:: TASK BRIEF ::
Search the entries below. Return every line that has "fields" in it.

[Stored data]
•••

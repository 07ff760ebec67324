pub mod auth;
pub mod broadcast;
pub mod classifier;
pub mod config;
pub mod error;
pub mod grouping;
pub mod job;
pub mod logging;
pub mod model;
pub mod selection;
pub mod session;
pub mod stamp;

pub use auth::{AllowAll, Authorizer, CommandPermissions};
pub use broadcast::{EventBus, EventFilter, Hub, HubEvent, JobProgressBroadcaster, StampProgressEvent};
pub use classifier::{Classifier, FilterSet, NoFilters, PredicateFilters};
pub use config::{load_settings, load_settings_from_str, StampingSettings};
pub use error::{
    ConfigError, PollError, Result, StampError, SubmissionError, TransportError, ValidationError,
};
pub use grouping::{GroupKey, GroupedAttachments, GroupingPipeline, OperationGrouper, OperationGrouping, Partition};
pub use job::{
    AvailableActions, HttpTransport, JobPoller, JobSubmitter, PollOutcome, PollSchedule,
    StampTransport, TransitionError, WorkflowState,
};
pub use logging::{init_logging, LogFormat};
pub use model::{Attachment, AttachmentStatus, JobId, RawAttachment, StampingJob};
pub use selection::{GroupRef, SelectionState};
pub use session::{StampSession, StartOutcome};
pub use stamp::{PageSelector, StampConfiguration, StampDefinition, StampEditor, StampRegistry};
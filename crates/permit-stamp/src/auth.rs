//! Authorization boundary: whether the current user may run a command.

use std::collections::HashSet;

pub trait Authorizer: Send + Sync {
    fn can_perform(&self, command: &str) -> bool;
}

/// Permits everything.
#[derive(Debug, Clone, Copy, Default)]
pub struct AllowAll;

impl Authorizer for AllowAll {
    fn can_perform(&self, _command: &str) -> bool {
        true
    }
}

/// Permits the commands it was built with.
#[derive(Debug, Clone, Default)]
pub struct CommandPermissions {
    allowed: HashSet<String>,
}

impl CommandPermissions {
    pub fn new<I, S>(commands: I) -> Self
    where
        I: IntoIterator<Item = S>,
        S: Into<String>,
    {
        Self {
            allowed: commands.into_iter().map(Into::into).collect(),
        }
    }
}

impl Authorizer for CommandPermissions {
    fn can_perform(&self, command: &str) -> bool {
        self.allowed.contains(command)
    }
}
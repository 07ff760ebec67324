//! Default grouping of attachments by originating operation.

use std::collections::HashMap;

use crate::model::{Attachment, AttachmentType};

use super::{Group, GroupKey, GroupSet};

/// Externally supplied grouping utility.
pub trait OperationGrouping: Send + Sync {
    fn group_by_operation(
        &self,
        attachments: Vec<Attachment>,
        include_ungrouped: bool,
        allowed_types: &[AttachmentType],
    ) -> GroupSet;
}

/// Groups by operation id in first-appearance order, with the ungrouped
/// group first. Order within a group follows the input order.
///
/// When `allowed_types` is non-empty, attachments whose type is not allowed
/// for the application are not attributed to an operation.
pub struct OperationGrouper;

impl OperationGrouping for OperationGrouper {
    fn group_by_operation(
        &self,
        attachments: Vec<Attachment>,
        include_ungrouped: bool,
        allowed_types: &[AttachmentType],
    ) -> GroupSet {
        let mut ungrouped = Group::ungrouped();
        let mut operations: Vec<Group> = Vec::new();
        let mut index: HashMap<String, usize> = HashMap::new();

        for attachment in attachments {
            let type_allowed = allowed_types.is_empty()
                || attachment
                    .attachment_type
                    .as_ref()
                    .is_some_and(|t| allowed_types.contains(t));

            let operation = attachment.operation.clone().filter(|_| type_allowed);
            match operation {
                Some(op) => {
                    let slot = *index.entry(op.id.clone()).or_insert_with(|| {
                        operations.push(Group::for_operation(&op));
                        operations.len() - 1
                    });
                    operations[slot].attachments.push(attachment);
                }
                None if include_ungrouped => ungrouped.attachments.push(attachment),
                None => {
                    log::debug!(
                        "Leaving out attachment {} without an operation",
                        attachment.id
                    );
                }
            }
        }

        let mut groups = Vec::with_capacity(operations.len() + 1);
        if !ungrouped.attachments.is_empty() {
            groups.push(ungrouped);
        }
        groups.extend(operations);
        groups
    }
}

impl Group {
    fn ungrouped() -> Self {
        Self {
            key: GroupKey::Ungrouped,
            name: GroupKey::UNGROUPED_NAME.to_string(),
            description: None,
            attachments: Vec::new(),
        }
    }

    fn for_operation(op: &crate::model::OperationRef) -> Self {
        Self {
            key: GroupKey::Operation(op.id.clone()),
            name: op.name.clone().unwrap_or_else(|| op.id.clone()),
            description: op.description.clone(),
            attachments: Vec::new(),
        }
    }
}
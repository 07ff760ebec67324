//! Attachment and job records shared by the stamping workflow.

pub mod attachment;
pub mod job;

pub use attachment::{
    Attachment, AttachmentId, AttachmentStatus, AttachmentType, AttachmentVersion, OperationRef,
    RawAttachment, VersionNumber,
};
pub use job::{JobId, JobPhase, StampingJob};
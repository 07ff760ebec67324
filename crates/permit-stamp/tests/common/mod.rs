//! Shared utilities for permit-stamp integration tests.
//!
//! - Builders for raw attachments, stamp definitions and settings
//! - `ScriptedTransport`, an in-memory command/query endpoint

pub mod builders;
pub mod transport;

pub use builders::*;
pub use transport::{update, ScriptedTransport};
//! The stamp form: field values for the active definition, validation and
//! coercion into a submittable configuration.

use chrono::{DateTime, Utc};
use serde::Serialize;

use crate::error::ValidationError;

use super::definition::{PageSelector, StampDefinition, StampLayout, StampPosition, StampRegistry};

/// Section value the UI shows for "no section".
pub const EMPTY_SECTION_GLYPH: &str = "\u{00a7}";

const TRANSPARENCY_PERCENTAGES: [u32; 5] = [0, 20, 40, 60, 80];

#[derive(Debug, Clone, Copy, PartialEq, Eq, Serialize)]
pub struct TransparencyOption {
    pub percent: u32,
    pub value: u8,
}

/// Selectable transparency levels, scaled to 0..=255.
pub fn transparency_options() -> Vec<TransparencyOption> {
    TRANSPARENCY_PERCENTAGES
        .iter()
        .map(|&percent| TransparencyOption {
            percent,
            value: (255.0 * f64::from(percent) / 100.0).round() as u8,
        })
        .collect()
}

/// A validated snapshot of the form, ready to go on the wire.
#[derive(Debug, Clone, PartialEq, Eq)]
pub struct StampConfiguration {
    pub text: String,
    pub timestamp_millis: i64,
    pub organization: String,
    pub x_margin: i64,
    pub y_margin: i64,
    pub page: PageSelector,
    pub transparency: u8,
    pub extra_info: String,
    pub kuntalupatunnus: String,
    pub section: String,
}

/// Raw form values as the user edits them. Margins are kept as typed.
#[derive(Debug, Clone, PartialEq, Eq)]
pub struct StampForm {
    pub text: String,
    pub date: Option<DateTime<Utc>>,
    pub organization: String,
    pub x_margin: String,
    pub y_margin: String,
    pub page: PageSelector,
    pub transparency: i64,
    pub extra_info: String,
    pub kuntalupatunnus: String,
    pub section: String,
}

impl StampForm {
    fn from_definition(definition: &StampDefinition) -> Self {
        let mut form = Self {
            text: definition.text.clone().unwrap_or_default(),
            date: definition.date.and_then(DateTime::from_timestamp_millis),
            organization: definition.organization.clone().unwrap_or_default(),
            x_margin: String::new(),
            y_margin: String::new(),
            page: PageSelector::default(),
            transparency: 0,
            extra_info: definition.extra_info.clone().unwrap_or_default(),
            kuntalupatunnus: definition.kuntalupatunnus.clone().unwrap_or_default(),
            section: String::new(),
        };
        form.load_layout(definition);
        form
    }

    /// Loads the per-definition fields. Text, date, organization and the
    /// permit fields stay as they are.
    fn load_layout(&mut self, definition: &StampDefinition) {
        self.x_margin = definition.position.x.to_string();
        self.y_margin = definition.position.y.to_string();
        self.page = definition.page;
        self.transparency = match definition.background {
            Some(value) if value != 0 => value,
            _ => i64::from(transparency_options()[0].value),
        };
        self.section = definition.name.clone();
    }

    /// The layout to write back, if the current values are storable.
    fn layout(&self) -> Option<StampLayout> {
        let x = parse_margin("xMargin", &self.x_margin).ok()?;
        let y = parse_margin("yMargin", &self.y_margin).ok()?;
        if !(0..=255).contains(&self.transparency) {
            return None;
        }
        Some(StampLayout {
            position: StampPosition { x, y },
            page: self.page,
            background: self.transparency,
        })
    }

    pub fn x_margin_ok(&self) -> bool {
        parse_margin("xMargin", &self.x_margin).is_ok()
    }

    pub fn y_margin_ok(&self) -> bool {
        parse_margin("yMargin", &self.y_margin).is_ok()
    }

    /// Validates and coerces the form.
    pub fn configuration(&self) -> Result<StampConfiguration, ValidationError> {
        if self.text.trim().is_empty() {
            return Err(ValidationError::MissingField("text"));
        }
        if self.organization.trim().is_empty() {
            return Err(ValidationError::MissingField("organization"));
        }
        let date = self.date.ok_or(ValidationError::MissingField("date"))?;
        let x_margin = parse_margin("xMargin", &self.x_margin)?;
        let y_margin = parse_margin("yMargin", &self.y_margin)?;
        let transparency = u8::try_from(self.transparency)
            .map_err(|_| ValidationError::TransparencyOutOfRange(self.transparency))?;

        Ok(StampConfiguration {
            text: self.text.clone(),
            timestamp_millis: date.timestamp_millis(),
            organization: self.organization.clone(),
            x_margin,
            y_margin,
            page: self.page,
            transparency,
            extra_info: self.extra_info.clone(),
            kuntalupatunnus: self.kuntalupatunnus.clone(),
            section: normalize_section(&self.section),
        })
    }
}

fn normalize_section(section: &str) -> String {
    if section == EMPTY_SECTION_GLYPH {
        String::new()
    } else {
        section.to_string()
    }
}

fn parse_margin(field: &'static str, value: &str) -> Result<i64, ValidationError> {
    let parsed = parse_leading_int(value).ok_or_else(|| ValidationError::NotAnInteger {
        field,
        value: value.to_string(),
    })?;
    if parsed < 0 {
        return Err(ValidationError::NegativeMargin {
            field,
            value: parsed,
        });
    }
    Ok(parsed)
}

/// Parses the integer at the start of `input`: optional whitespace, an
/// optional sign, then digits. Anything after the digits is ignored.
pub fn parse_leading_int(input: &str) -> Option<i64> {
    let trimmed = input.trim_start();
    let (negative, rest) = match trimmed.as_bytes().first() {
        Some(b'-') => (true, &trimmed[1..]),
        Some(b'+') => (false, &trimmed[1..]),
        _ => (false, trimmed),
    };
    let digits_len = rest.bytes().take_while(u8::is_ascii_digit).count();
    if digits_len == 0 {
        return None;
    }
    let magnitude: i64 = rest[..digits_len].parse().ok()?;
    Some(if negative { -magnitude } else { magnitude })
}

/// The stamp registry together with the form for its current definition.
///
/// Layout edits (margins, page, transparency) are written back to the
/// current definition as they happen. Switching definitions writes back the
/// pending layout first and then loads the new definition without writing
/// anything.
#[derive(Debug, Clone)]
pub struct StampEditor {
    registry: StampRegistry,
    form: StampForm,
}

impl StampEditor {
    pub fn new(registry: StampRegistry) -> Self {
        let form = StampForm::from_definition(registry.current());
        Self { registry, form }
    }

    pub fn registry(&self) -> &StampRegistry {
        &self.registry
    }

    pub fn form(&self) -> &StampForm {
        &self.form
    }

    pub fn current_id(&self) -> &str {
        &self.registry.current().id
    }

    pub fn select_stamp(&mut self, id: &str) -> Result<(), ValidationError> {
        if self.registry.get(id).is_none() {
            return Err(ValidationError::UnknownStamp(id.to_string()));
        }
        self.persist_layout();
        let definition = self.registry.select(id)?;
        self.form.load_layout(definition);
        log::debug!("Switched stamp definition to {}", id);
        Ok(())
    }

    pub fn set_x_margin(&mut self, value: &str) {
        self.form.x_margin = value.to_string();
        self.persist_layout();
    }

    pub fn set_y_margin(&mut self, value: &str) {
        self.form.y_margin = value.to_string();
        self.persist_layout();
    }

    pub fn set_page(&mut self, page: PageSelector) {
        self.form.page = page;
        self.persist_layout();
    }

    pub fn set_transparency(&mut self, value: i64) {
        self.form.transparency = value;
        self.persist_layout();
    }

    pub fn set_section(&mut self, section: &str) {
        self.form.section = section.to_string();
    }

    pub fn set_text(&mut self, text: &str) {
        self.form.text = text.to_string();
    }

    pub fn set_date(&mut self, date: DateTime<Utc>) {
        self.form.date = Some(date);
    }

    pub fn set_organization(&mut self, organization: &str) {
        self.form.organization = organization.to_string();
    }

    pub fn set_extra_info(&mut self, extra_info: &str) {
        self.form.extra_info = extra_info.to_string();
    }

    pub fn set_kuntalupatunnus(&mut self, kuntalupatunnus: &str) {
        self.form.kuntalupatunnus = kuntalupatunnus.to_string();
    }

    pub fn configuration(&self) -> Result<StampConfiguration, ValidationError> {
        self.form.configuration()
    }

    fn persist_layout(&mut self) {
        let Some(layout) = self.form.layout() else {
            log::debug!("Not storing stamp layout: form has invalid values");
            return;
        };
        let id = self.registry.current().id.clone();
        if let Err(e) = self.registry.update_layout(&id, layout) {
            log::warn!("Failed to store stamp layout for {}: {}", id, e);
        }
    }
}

•••

:: COMPLETED EXERCISE ::
    /// Loads the per-definition fields. Text, date, organization and the
    /// permit fields stay as they are.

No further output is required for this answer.